YOUR INSTRUCTIONS: All of the data is to be set down again without any alteration.

···

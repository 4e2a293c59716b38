//! Flash layout of the 64K medium-density part.
//!
//! Single source of truth for region boundaries; the values mirror
//! `memory.x`. The addresses themselves are the configuration; nothing
//! here is ever dereferenced by the bring-up layer.

use canboot_core::MemoryRegion;

/// Smallest erasable flash unit on medium-density parts.
pub const FLASH_PAGE_SIZE: u32 = 1024;

/// Bootloader image, from the base of flash up to the config pages.
pub const BOOTLOADER: MemoryRegion = MemoryRegion::new(0x0800_0000, 16 * 1024);
/// First of the two redundant configuration pages.
pub const CONFIG_PAGE1: MemoryRegion = MemoryRegion::new(0x0800_4000, FLASH_PAGE_SIZE);
/// Second configuration page.
pub const CONFIG_PAGE2: MemoryRegion = MemoryRegion::new(0x0800_4400, FLASH_PAGE_SIZE);
/// Application code region, up to the end of the part.
pub const APPLICATION: MemoryRegion = MemoryRegion::new(0x0800_4800, 46 * 1024);

const _: () = {
    assert!(BOOTLOADER.is_page_aligned(FLASH_PAGE_SIZE));
    assert!(CONFIG_PAGE1.is_page_aligned(FLASH_PAGE_SIZE));
    assert!(CONFIG_PAGE2.is_page_aligned(FLASH_PAGE_SIZE));
    assert!(APPLICATION.is_page_aligned(FLASH_PAGE_SIZE));

    assert!(!BOOTLOADER.overlaps(&CONFIG_PAGE1));
    assert!(!BOOTLOADER.overlaps(&CONFIG_PAGE2));
    assert!(!BOOTLOADER.overlaps(&APPLICATION));
    assert!(!CONFIG_PAGE1.overlaps(&CONFIG_PAGE2));
    assert!(!CONFIG_PAGE1.overlaps(&APPLICATION));
    assert!(!CONFIG_PAGE2.overlaps(&APPLICATION));

    // Everything together fills the 64K part exactly.
    assert!(APPLICATION.end() == 0x0801_0000);
};
use crate::driver::{Instance, SealedInstance};
use embassy_stm32::pac;
use embassy_stm32::peripherals as peri;

macro_rules! impl_bxcan {
    ($peri:ident, $pac_peri:ident) => {
        impl SealedInstance for peri::$peri {
            fn registers() -> pac::can::Can {
                pac::$pac_peri
            }
        }

        impl Instance for peri::$peri {}
    };
}

impl_bxcan!(CAN, CAN);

···

SOLUTION TO THE EXERCISE:
repository 4e2a293c59716b38
//! Flash layout of the 64K medium-density part.
//!
//! Single source of truth for region boundaries; the values mirror
//! `memory.x`. The addresses themselves are the configuration; nothing
//! here is ever dereferenced by the bring-up layer.

use canboot_core::MemoryRegion;

/// Smallest erasable flash unit on medium-density parts.
pub const FLASH_PAGE_SIZE: u32 = 1024;

/// Bootloader image, from the base of flash up to the config pages.
pub const BOOTLOADER: MemoryRegion = MemoryRegion::new(0x0800_0000, 16 * 1024);
/// First of the two redundant configuration pages.
pub const CONFIG_PAGE1: MemoryRegion = MemoryRegion::new(0x0800_4000, FLASH_PAGE_SIZE);
/// Second configuration page.
pub const CONFIG_PAGE2: MemoryRegion = MemoryRegion::new(0x0800_4400, FLASH_PAGE_SIZE);
/// Application code region, up to the end of the part.
pub const APPLICATION: MemoryRegion = MemoryRegion::new(0x0800_4800, 46 * 1024);

const _: () = {
    assert!(BOOTLOADER.is_page_aligned(FLASH_PAGE_SIZE));
    assert!(CONFIG_PAGE1.is_page_aligned(FLASH_PAGE_SIZE));
    assert!(CONFIG_PAGE2.is_page_aligned(FLASH_PAGE_SIZE));
    assert!(APPLICATION.is_page_aligned(FLASH_PAGE_SIZE));

    assert!(!BOOTLOADER.overlaps(&CONFIG_PAGE1));
    assert!(!BOOTLOADER.overlaps(&CONFIG_PAGE2));
    assert!(!BOOTLOADER.overlaps(&APPLICATION));
    assert!(!CONFIG_PAGE1.overlaps(&CONFIG_PAGE2));
    assert!(!CONFIG_PAGE1.overlaps(&APPLICATION));
    assert!(!CONFIG_PAGE2.overlaps(&APPLICATION));

    // Everything together fills the 64K part exactly.
    assert!(APPLICATION.end() == 0x0801_0000);
};
use crate::driver::{Instance, SealedInstance};
use embassy_stm32::pac;
use embassy_stm32::peripherals as peri;

macro_rules! impl_bxcan {
    ($peri:ident, $pac_peri:ident) => {
        impl SealedInstance for peri::$peri {
            fn registers() -> pac::can::Can {
                pac::$pac_peri
            }
        }

        impl Instance for peri::$peri {}
    };
}

impl_bxcan!(CAN, CAN);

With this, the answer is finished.